“You must be online all the time.” We like it when it seems that way. It’s kind of like a magic trick.
Last I checked, no one pays me to just sit around online and be cool all day. I’m not a Kardashian (but if one of you wants to pay me $10,000 for a tweet, please let me know).
We have to balance being an example of the kinds of online business marketing we recommend to clients, and actually having time to do our work and live a balanced life. And this means, like everyone who wants to market online, we have time, energy, and financial constraints.
Since no one pays us to be cool for the sake of being cool, we don’t spend a lot of time on it. In total, we aim to spend about 3 hours a week on the BEC blog and website, Twitter, Facebook, monthly email newsletter, and the things we use more sparingly like Google+, Youtube, and LinkedIn.
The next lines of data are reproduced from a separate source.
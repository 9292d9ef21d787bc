//! Built-in codecs for the eight Thrift primitive types (spec §4.4: "Built-in
//! codecs: scalars..."). Each is a stateless unit struct so `get_or_build`
//! can hand out a shared `Arc` without ever touching the registry's lock.

use std::any::Any;
use std::sync::Arc;

use bytes::Bytes;

use super::Codec;
use crate::{
    metadata::DecodedValue,
    thrift::TType,
    wire::{ProtocolReader, ProtocolWriter},
    CodecError, CodecErrorKind,
};

macro_rules! scalar_codec {
    ($name:ident, $rust:ty, $wire:expr, $read:ident, $write:ident) => {
        struct $name;

        impl Codec for $name {
            fn wire_type(&self) -> TType {
                $wire
            }

            fn read(&self, reader: &mut dyn ProtocolReader) -> Result<DecodedValue, CodecError> {
                let value: $rust = reader.$read()?;
                Ok(Box::new(value))
            }

            fn write(&self, value: &(dyn Any + Send), writer: &mut dyn ProtocolWriter) -> Result<(), CodecError> {
                let value = downcast::<$rust>(value)?;
                writer.$write(*value);
                Ok(())
            }
        }
    };
}

fn downcast<T: 'static>(value: &(dyn Any + Send)) -> Result<&T, CodecError> {
    value.downcast_ref::<T>().ok_or_else(|| {
        CodecError::new(
            CodecErrorKind::Metadata,
            format!(
                "field codec expected a {} value, got something else",
                std::any::type_name::<T>()
            ),
        )
    })
}

scalar_codec!(BoolCodec, bool, TType::Bool, read_bool, write_bool);
scalar_codec!(I8Codec, i8, TType::I8, read_i8, write_i8);
scalar_codec!(I16Codec, i16, TType::I16, read_i16, write_i16);
scalar_codec!(I32Codec, i32, TType::I32, read_i32, write_i32);
scalar_codec!(I64Codec, i64, TType::I64, read_i64, write_i64);
scalar_codec!(DoubleCodec, f64, TType::Double, read_double, write_double);

struct StringCodec;

impl Codec for StringCodec {
    fn wire_type(&self) -> TType {
        TType::Binary
    }

    fn read(&self, reader: &mut dyn ProtocolReader) -> Result<DecodedValue, CodecError> {
        Ok(Box::new(reader.read_string()?))
    }

    fn write(&self, value: &(dyn Any + Send), writer: &mut dyn ProtocolWriter) -> Result<(), CodecError> {
        let value = downcast::<String>(value)?;
        writer.write_string(value);
        Ok(())
    }
}

struct BinaryCodec;

impl Codec for BinaryCodec {
    fn wire_type(&self) -> TType {
        TType::Binary
    }

    fn read(&self, reader: &mut dyn ProtocolReader) -> Result<DecodedValue, CodecError> {
        Ok(Box::new(reader.read_binary()?))
    }

    fn write(&self, value: &(dyn Any + Send), writer: &mut dyn ProtocolWriter) -> Result<(), CodecError> {
        let value = downcast::<Bytes>(value)?;
        writer.write_binary(value);
        Ok(())
    }
}

macro_rules! singleton {
    ($fn_name:ident, $ty:ident) => {
        pub fn $fn_name() -> Arc<dyn Codec> {
            static CODEC: once_cell::sync::Lazy<Arc<dyn Codec>> =
                once_cell::sync::Lazy::new(|| Arc::new($ty));
            CODEC.clone()
        }
    };
}

singleton!(bool_codec, BoolCodec);
singleton!(i8_codec, I8Codec);
singleton!(i16_codec, I16Codec);
singleton!(i32_codec, I32Codec);
singleton!(i64_codec, I64Codec);
singleton!(double_codec, DoubleCodec);
singleton!(string_codec, StringCodec);
singleton!(binary_codec, BinaryCodec);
To make sure we get done what we need to get done daily, weekly, monthly, and quarterly, we have an editorial calendar.
Wow, that sounds fancy right? Well it really isn’t. It’s just a term from the newspaper industry that is sort of useful way to think ahead.
If you are more of a visual person, you lay out what you are going to do, per day or if you are completely obsessed per hour, in calendar format.
If you are more linear, you can put it in a spreadsheet.
Here’s ours for this month where you see blog posts and newsletter topics (we have tweets and Facebook stuff in another tab):
Are we guessing what we are blogging about? Do we wonder when the email newsletter will get sent out? Nope. Because we took the time to think of it ahead. Then I can do things like write 2-3 blog posts in a row and schedule them to go online at different times. And seem like a mysterious person who is always online.
This calendar also allows us to divide up the workload, make notes for when the task is actually getting done, and tie efforts together (ex: Promote the email newsletter in the blog post the day before it’s going to go out).
For our social media clients, this is the first thing we do to get ourselves organized… and so that they know what to expect from us.
Kind of anal retentive? Maybe. Causing less confusion and helping us get more done faster? Definitely. Try making your own calendar and let us know if it helps you!
For your bloggers/social media-ers: do you have a schedule/editorial calendar like this? And maybe more interestingly, how do you make yourself stick to it?